::: ENTRIES PROVIDED :::

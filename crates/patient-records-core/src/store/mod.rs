//! Whole-document record store.
//!
//! Every operation loads the entire document, works on it in memory and,
//! for writes, saves the entire document back. There is no locking across
//! load and save: two writers racing on the same backend resolve as
//! last-writer-wins.

mod backend;
mod json_file;
mod sort;
mod sqlite;

pub use backend::*;
pub use json_file::*;
pub use sort::*;
pub use sqlite::*;

use serde_json::{Map, Value};
use std::path::PathBuf;
use thiserror::Error;
use tracing::{debug, info, warn};

use crate::models::{PatientRecord, SchemaRules, ValidationError, DERIVED_FIELDS};

/// Failures of the persistence layer.
#[derive(Error, Debug)]
pub enum StorageError {
    #[error("I/O error on {}: {source}", .path.display())]
    Io {
        path: PathBuf,
        #[source]
        source: std::io::Error,
    },

    #[error("No document found at {0}")]
    Missing(String),

    #[error("Corrupt document: {0}")]
    Corrupt(String),

    #[error("JSON serialization error: {0}")]
    Json(#[from] serde_json::Error),

    #[error("SQLite error: {0}")]
    Sqlite(#[from] rusqlite::Error),

    #[error("Stored record {id} is invalid: {source}")]
    InvalidRecord {
        id: String,
        #[source]
        source: ValidationError,
    },
}

pub type StorageResult<T> = Result<T, StorageError>;

/// Store operation errors.
#[derive(Error, Debug)]
pub enum StoreError {
    #[error(transparent)]
    Validation(#[from] ValidationError),

    #[error("Patient not found: {0}")]
    NotFound(String),

    #[error("Patient already exists: {0}")]
    Conflict(String),

    #[error("Invalid sort field '{0}', select from {valid}", valid = SortField::valid_names())]
    InvalidSortField(String),

    #[error("Invalid order '{0}', select from asc or desc")]
    InvalidSortOrder(String),

    #[error(transparent)]
    Storage(#[from] StorageError),
}

pub type StoreResult<T> = Result<T, StoreError>;

/// A stored entry that no longer passes validation.
#[derive(Debug, Clone, PartialEq)]
pub struct AuditFinding {
    pub id: String,
    pub error: ValidationError,
}

impl From<AuditFinding> for StorageError {
    fn from(finding: AuditFinding) -> Self {
        StorageError::InvalidRecord {
            id: finding.id,
            source: finding.error,
        }
    }
}

/// Patient records kept in a single document.
pub struct RecordStore<B: DocumentBackend> {
    backend: B,
    rules: SchemaRules,
}

impl<B: DocumentBackend> RecordStore<B> {
    pub fn new(backend: B, rules: SchemaRules) -> Self {
        Self { backend, rules }
    }

    pub fn rules(&self) -> &SchemaRules {
        &self.rules
    }

    pub fn backend(&self) -> &B {
        &self.backend
    }

    /// Create an empty document if none exists. Returns whether one was created.
    pub fn init(&self) -> StoreResult<bool> {
        if self.backend.exists()? {
            return Ok(false);
        }
        self.backend.save(&Document::new())?;
        info!(location = %self.backend.describe(), "Initialized empty patient document");
        Ok(true)
    }

    /// Read the whole document.
    pub fn load(&self) -> StoreResult<Document> {
        let document = self.backend.load()?;
        debug!(records = document.len(), "Loaded patient document");
        Ok(document)
    }

    /// Replace the whole document.
    pub fn save(&self, document: &Document) -> StoreResult<()> {
        self.backend.save(document)?;
        debug!(records = document.len(), "Saved patient document");
        Ok(())
    }

    /// Fetch and validate one record.
    pub fn get(&self, id: &str) -> StoreResult<PatientRecord> {
        let document = self.load()?;
        let fields = document
            .get(id)
            .ok_or_else(|| StoreError::NotFound(id.to_string()))?;
        Ok(self.read_entry(id, fields).map_err(StorageError::from)?)
    }

    /// All records sorted by `sort_by`, in `order` (`asc` or `desc`).
    ///
    /// Both arguments are checked before the document is read.
    pub fn list(&self, sort_by: &str, order: &str) -> StoreResult<Vec<PatientRecord>> {
        let field: SortField = sort_by
            .parse()
            .map_err(|_| StoreError::InvalidSortField(sort_by.to_string()))?;
        let order: SortOrder = order
            .parse()
            .map_err(|_| StoreError::InvalidSortOrder(order.to_string()))?;

        let document = self.load()?;
        let mut records = document
            .iter()
            .map(|(id, fields)| self.read_entry(id, fields))
            .collect::<Result<Vec<_>, _>>()
            .map_err(StorageError::from)?;

        sort_records(&mut records, field, order);
        Ok(records)
    }

    /// Insert a new record.
    pub fn create(&self, record: &PatientRecord) -> StoreResult<()> {
        let mut document = self.load()?;
        if document.contains_key(record.id()) {
            return Err(StoreError::Conflict(record.id().to_string()));
        }

        document.insert(record.id().to_string(), Value::Object(record.to_stored()));
        self.save(&document)?;
        info!(id = record.id(), "Created patient");
        Ok(())
    }

    /// Validate raw input and insert it.
    pub fn create_from_raw(&self, raw: &Map<String, Value>) -> StoreResult<PatientRecord> {
        let record = PatientRecord::parse(raw, &self.rules)?;
        self.create(&record)?;
        Ok(record)
    }

    /// Overlay `partial` onto the stored fields and re-validate the result.
    ///
    /// Fields absent from `partial` keep their stored values. `id` and the
    /// derived fields are ignored if present.
    pub fn update(&self, id: &str, partial: &Map<String, Value>) -> StoreResult<PatientRecord> {
        let mut document = self.load()?;
        let existing = document
            .get(id)
            .ok_or_else(|| StoreError::NotFound(id.to_string()))?;

        let mut merged = match existing {
            Value::Object(fields) => fields.clone(),
            _ => Map::new(),
        };
        for (key, value) in partial {
            if key == "id" || DERIVED_FIELDS.contains(&key.as_str()) {
                continue;
            }
            merged.insert(key.clone(), value.clone());
        }

        let record = PatientRecord::from_stored(id, &merged, &self.rules)?;
        document.insert(id.to_string(), Value::Object(record.to_stored()));
        self.save(&document)?;
        info!(id, fields = partial.len(), "Updated patient");
        Ok(record)
    }

    /// Remove a record.
    pub fn delete(&self, id: &str) -> StoreResult<()> {
        let mut document = self.load()?;
        if document.shift_remove(id).is_none() {
            return Err(StoreError::NotFound(id.to_string()));
        }
        self.save(&document)?;
        info!(id, "Deleted patient");
        Ok(())
    }

    /// Validate every stored entry and report the ones that fail.
    pub fn audit(&self) -> StoreResult<Vec<AuditFinding>> {
        let document = self.load()?;
        let findings: Vec<_> = document
            .iter()
            .filter_map(|(id, fields)| self.read_entry(id, fields).err())
            .collect();

        for finding in &findings {
            warn!(id = %finding.id, error = %finding.error, "Stored patient fails validation");
        }
        Ok(findings)
    }

    fn read_entry(&self, id: &str, fields: &Value) -> Result<PatientRecord, AuditFinding> {
        let finding = |error| AuditFinding {
            id: id.to_string(),
            error,
        };
        let fields = fields.as_object().ok_or_else(|| {
            finding(ValidationError::single("id", "stored entry is not an object"))
        })?;
        PatientRecord::from_stored(id, fields, &self.rules).map_err(finding)
    }
}
//! Domain models for patient records.

mod patient;
mod validation;
mod vitals;

pub use patient::*;
pub use validation::*;
pub use vitals::*;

:::

» **WHAT IS NEEDED**: Word for word, set down the lines from the beginning of the records through the line that holds "mod backend;". Leave out the rest.

» **ANSWER BELOW**:
filename crates/patient-records-core/src/store/mod.rs
//! Whole-document record store.
//!
//! Every operation loads the entire document, works on it in memory and,
//! for writes, saves the entire document back. There is no locking across
//! load and save: two writers racing on the same backend resolve as
//! last-writer-wins.

mod backend;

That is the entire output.